### What the task asks
Report, as a single number, how many lines of the records contain the word "next".
Task data: Begin
use std::fs::{self, OpenOptions};
use std::io::{self, ErrorKind};
use std::path::{Path, PathBuf};
use std::thread;
use std::time::{Duration, Instant};

use relative_path::{Component, RelativePath, RelativePathBuf};

use super::{Repository, check_append};
use crate::error::RepositoryError;
use crate::models::DocumentVersion;

const HISTORY_EXT: &str = "json";
const LOCK_EXT: &str = "lock";
const LOCK_POLL: Duration = Duration::from_millis(10);

/// History store with one JSON file per identity under a root directory.
///
/// The layout mirrors identities: `docs/intro.md` lives in
/// `<root>/docs/intro.md.json`. Appends take an exclusive `.lock` file next
/// to the history, so several processes can share one store.
#[derive(Debug, Clone)]
pub struct FileRepository {
    root: PathBuf,
    timeout: Duration,
}

impl FileRepository {
    pub fn new(root: impl Into<PathBuf>) -> Self {
        Self {
            root: root.into(),
            timeout: Duration::from_secs(5),
        }
    }

    /// How long `create` waits for another writer before giving up.
    pub fn with_timeout(mut self, timeout: Duration) -> Self {
        self.timeout = timeout;
        self
    }

    pub fn root(&self) -> &Path {
        &self.root
    }

    fn history_path(&self, identity: &str) -> Result<PathBuf, RepositoryError> {
        let relative = RelativePath::new(identity);
        let safe = relative
            .components()
            .all(|c| matches!(c, Component::Normal(_)));
        if identity.is_empty() || !safe {
            return Err(RepositoryError::Io(io::Error::new(
                ErrorKind::InvalidInput,
                format!("identity `{identity}` is not a plain relative path"),
            )));
        }
        Ok(with_suffix(&relative.to_path(&self.root), HISTORY_EXT))
    }

    fn read_history(&self, path: &Path) -> Result<Vec<DocumentVersion>, RepositoryError> {
        match fs::read_to_string(path) {
            Ok(text) => Ok(serde_json::from_str(&text)?),
            Err(err) if err.kind() == ErrorKind::NotFound => Ok(Vec::new()),
            Err(err) => Err(err.into()),
        }
    }

    fn lock(&self, identity: &str, history: &Path) -> Result<LockGuard, RepositoryError> {
        let path = with_suffix(history, LOCK_EXT);
        if let Some(parent) = path.parent() {
            fs::create_dir_all(parent)?;
        }

        let started = Instant::now();
        loop {
            match OpenOptions::new().write(true).create_new(true).open(&path) {
                Ok(_) => return Ok(LockGuard { path }),
                Err(err) if err.kind() == ErrorKind::AlreadyExists => {
                    if started.elapsed() >= self.timeout {
                        return Err(RepositoryError::Timeout {
                            identity: identity.to_string(),
                            waited_ms: started.elapsed().as_millis(),
                        });
                    }
                    thread::sleep(LOCK_POLL);
                }
                Err(err) => return Err(err.into()),
            }
        }
    }
}

impl Repository for FileRepository {
    fn latest_version(&self, identity: &str) -> Result<Option<DocumentVersion>, RepositoryError> {
        let path = self.history_path(identity)?;
        Ok(self.read_history(&path)?.pop())
    }

    fn create(&self, identity: &str, version: DocumentVersion) -> Result<(), RepositoryError> {
        let path = self.history_path(identity)?;
        let _lock = self.lock(identity, &path)?;

        let mut history = self.read_history(&path)?;
        check_append(identity, history.last(), &version)?;
        history.push(version);

        // Readers never take the lock, so replace the file atomically.
        let staging = with_suffix(&path, "tmp");
        fs::write(&staging, serde_json::to_string_pretty(&history)?)?;
        fs::rename(&staging, &path)?;
        Ok(())
    }

    fn history(&self, identity: &str) -> Result<Vec<DocumentVersion>, RepositoryError> {
        let path = self.history_path(identity)?;
        self.read_history(&path)
    }

    fn identities(&self) -> Result<Vec<String>, RepositoryError> {
        let mut identities = Vec::new();
        if self.root.is_dir() {
            collect_identities(&self.root, &self.root, &mut identities)?;
        }
        identities.sort();
        Ok(identities)
    }
}

fn collect_identities(
    root: &Path,
    dir: &Path,
    identities: &mut Vec<String>,
) -> Result<(), RepositoryError> {
    for entry in fs::read_dir(dir)? {
        let path = entry?.path();
        if path.is_dir() {
            collect_identities(root, &path, identities)?;
            continue;
        }
        if path.extension().is_some_and(|ext| ext == HISTORY_EXT)
            && let Ok(relative) = path.with_extension("").strip_prefix(root)
            && let Ok(identity) = RelativePathBuf::from_path(relative)
        {
            identities.push(identity.into_string());
        }
    }
    Ok(())
}

/// `a/b.md` + `json` -> `a/b.md.json`
fn with_suffix(path: &Path, suffix: &str) -> PathBuf {
    let mut name = path.as_os_str().to_os_string();
    name.push(".");
    name.push(suffix);
    PathBuf::from(name)
}

struct LockGuard {
    path: PathBuf,
}

impl Drop for LockGuard {
    fn drop(&mut self) {
        if let Err(err) = fs::remove_file(&self.path) {
            log::warn!("failed to release lock {}: {err}", self.path.display());
        }
    }
}

#[cfg(test)]
mod tests {
    use super::*;
    use crate::repository::contract;
    use std::sync::Arc;
    use tempfile::TempDir;

    fn repo() -> (TempDir, FileRepository) {
        let dir = tempfile::tempdir().unwrap();
        let repo = FileRepository::new(dir.path().join("store"));
        (dir, repo)
    }

    #[test]
    fn append_and_read_back() {
        let (_dir, repo) = repo();
        contract::append_and_read_back(&repo);
    }

    #[test]
    fn rejects_gaps_and_duplicates() {
        let (_dir, repo) = repo();
        contract::rejects_gaps_and_duplicates(&repo);
    }

    #[test]
    fn lists_identities_sorted() {
        let (_dir, repo) = repo();
        contract::lists_identities_sorted(&repo);
    }

    #[test]
    fn history_survives_reopening() {
        let (dir, repo) = repo();
        repo.create("docs/a.md", DocumentVersion::first("h", "b")).unwrap();

        let reopened = FileRepository::new(dir.path().join("store"));
        assert_eq!(reopened.history("docs/a.md").unwrap().len(), 1);
        assert!(dir.path().join("store/docs/a.md.json").is_file());
        assert!(!dir.path().join("store/docs/a.md.json.lock").exists());
    }

    #[test]
    fn held_lock_times_out() {
        let (dir, repo) = repo();
        let repo = repo.with_timeout(Duration::from_millis(30));
        fs::create_dir_all(dir.path().join("store")).unwrap();
        fs::write(dir.path().join("store/a.md.json.lock"), "").unwrap();

        let err = repo
            .create("a.md", DocumentVersion::first("h", "b"))
            .unwrap_err();

        assert!(matches!(err, RepositoryError::Timeout { .. }));
        assert!(repo.history("a.md").unwrap().is_empty());
    }

    #[test]
    fn escaping_identities_are_rejected() {
        let (_dir, repo) = repo();
        assert!(repo.history("../outside.md").is_err());
        assert!(repo.history("").is_err());
    }

    #[test]
    fn concurrent_appends_never_duplicate_numbers() {
        let (_dir, repo) = repo();
        let repo = Arc::new(repo);
        let first = DocumentVersion::first("h0", "b0");
        repo.create("a.md", first.clone()).unwrap();

        let handles: Vec<_> = (0..4)
            .map(|i| {
                let repo = Arc::clone(&repo);
                let first = first.clone();
                thread::spawn(move || repo.create("a.md", first.next(format!("h{i}"), "b")))
            })
            .collect();
        let successes = handles
            .into_iter()
            .map(|h| h.join().unwrap())
            .filter(Result::is_ok)
            .count();

        assert_eq!(successes, 1);
        let history = repo.history("a.md").unwrap();
        let numbers: Vec<u32> = history.iter().map(|v| v.version_number).collect();
        assert_eq!(numbers, vec![1, 2]);
    }
}
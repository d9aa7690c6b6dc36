use serde::Serialize;

/// The closed set of block kinds the model understands.
#[derive(Debug, Clone, Copy, PartialEq, Eq, Hash, PartialOrd, Ord, Serialize)]
#[serde(rename_all = "snake_case")]
pub enum BlockKind {
    Heading,
    Paragraph,
    Code,
    List,
    Image,
    Table,
}

impl BlockKind {
    pub const ALL: [BlockKind; 6] = [
        BlockKind::Heading,
        BlockKind::Paragraph,
        BlockKind::Code,
        BlockKind::List,
        BlockKind::Image,
        BlockKind::Table,
    ];

    pub fn as_str(self) -> &'static str {
        match self {
            Self::Heading => "heading",
            Self::Paragraph => "paragraph",
            Self::Code => "code",
            Self::List => "list",
            Self::Image => "image",
            Self::Table => "table",
        }
    }
}

/// Kind-specific payload of a [`Block`].
///
/// Text fields hold inline markdown (emphasis, links and code spans are kept
/// as markup, literal punctuation is escaped).
#[derive(Debug, Clone, PartialEq, Eq, Serialize)]
#[serde(tag = "kind", rename_all = "snake_case")]
pub enum BlockContent {
    Heading {
        text: String,
    },
    Paragraph {
        text: String,
    },
    Code {
        /// Fence info string; empty when unspecified or for indented code.
        language: String,
        /// Verbatim body, including its trailing newline.
        body: String,
    },
    /// A single list item. Its paragraphs, code and nested items are the
    /// block's children.
    List {
        /// Item number for ordered lists, `None` for bullets.
        number: Option<u64>,
    },
    Image {
        src: String,
        alt: String,
        title: String,
    },
    Table {
        header: Vec<String>,
        rows: Vec<Vec<String>>,
    },
}

/// A leaf content unit of a document.
#[derive(Debug, Clone, PartialEq, Eq, Serialize)]
pub struct Block {
    #[serde(flatten)]
    pub content: BlockContent,
    /// Heading level for headings, 0 for every other kind.
    pub depth: u8,
    /// Nested blocks, only populated for list items.
    pub children: Vec<Block>,
}

impl Block {
    fn leaf(content: BlockContent) -> Self {
        Self {
            content,
            depth: 0,
            children: Vec::new(),
        }
    }

    pub fn heading(depth: u8, text: impl Into<String>) -> Self {
        Self {
            content: BlockContent::Heading { text: text.into() },
            depth,
            children: Vec::new(),
        }
    }

    pub fn paragraph(text: impl Into<String>) -> Self {
        Self::leaf(BlockContent::Paragraph { text: text.into() })
    }

    pub fn code(language: impl Into<String>, body: impl Into<String>) -> Self {
        Self::leaf(BlockContent::Code {
            language: language.into(),
            body: body.into(),
        })
    }

    pub fn list_item(number: Option<u64>, children: Vec<Block>) -> Self {
        Self {
            content: BlockContent::List { number },
            depth: 0,
            children,
        }
    }

    pub fn image(src: impl Into<String>, alt: impl Into<String>, title: impl Into<String>) -> Self {
        Self::leaf(BlockContent::Image {
            src: src.into(),
            alt: alt.into(),
            title: title.into(),
        })
    }

    pub fn table(header: Vec<String>, rows: Vec<Vec<String>>) -> Self {
        Self::leaf(BlockContent::Table { header, rows })
    }

    pub fn kind(&self) -> BlockKind {
        match self.content {
            BlockContent::Heading { .. } => BlockKind::Heading,
            BlockContent::Paragraph { .. } => BlockKind::Paragraph,
            BlockContent::Code { .. } => BlockKind::Code,
            BlockContent::List { .. } => BlockKind::List,
            BlockContent::Image { .. } => BlockKind::Image,
            BlockContent::Table { .. } => BlockKind::Table,
        }
    }

    pub fn is_heading(&self) -> bool {
        matches!(self.content, BlockContent::Heading { .. })
    }

    /// Inline text of headings and paragraphs.
    pub fn text(&self) -> Option<&str> {
        match &self.content {
            BlockContent::Heading { text } | BlockContent::Paragraph { text } => Some(text),
            _ => None,
        }
    }

    /// Visit this block and every nested child, depth-first.
    pub fn walk<'a>(&'a self, visit: &mut impl FnMut(&'a Block)) {
        visit(self);
        for child in &self.children {
            child.walk(visit);
        }
    }

    /// Whitespace-separated words of prose content. Code is not counted.
    pub fn word_count(&self) -> usize {
        let own = match &self.content {
            BlockContent::Heading { text } | BlockContent::Paragraph { text } => {
                text.split_whitespace().count()
            }
            BlockContent::Table { header, rows } => header
                .iter()
                .chain(rows.iter().flatten())
                .map(|cell| cell.split_whitespace().count())
                .sum(),
            BlockContent::Image { alt, .. } => alt.split_whitespace().count(),
            BlockContent::Code { .. } | BlockContent::List { .. } => 0,
        };
        own + self.children.iter().map(Block::word_count).sum::<usize>()
    }
}

#[cfg(test)]
mod tests {
    use super::*;
    use serde_json::json;

    #[test]
    fn kind_follows_content() {
        assert_eq!(Block::heading(2, "x").kind(), BlockKind::Heading);
        assert_eq!(Block::paragraph("x").kind(), BlockKind::Paragraph);
        assert_eq!(Block::code("rs", "fn x() {}\n").kind(), BlockKind::Code);
        assert_eq!(Block::list_item(None, vec![]).kind(), BlockKind::List);
        assert_eq!(Block::image("a.png", "", "").kind(), BlockKind::Image);
        assert_eq!(Block::table(vec![], vec![]).kind(), BlockKind::Table);
    }

    #[test]
    fn only_headings_carry_depth() {
        assert_eq!(Block::heading(3, "x").depth, 3);
        assert_eq!(Block::paragraph("x").depth, 0);
    }

    #[test]
    fn word_count_recurses_into_children_and_skips_code() {
        let item = Block::list_item(
            Some(1),
            vec![
                Block::paragraph("two words"),
                Block::code("", "not counted at all\n"),
                Block::list_item(None, vec![Block::paragraph("three more words")]),
            ],
        );
        assert_eq!(item.word_count(), 5);
    }

    #[test]
    fn serializes_with_kind_tag_first() {
        let value = serde_json::to_value(Block::heading(1, "Title")).unwrap();
        assert_eq!(
            value,
            json!({"kind": "heading", "text": "Title", "depth": 1, "children": []})
        );

        let text = serde_json::to_string(&Block::paragraph("p")).unwrap();
        assert!(text.starts_with(r#"{"kind":"paragraph""#));
    }
}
Task data: End
### Answer to the problem
2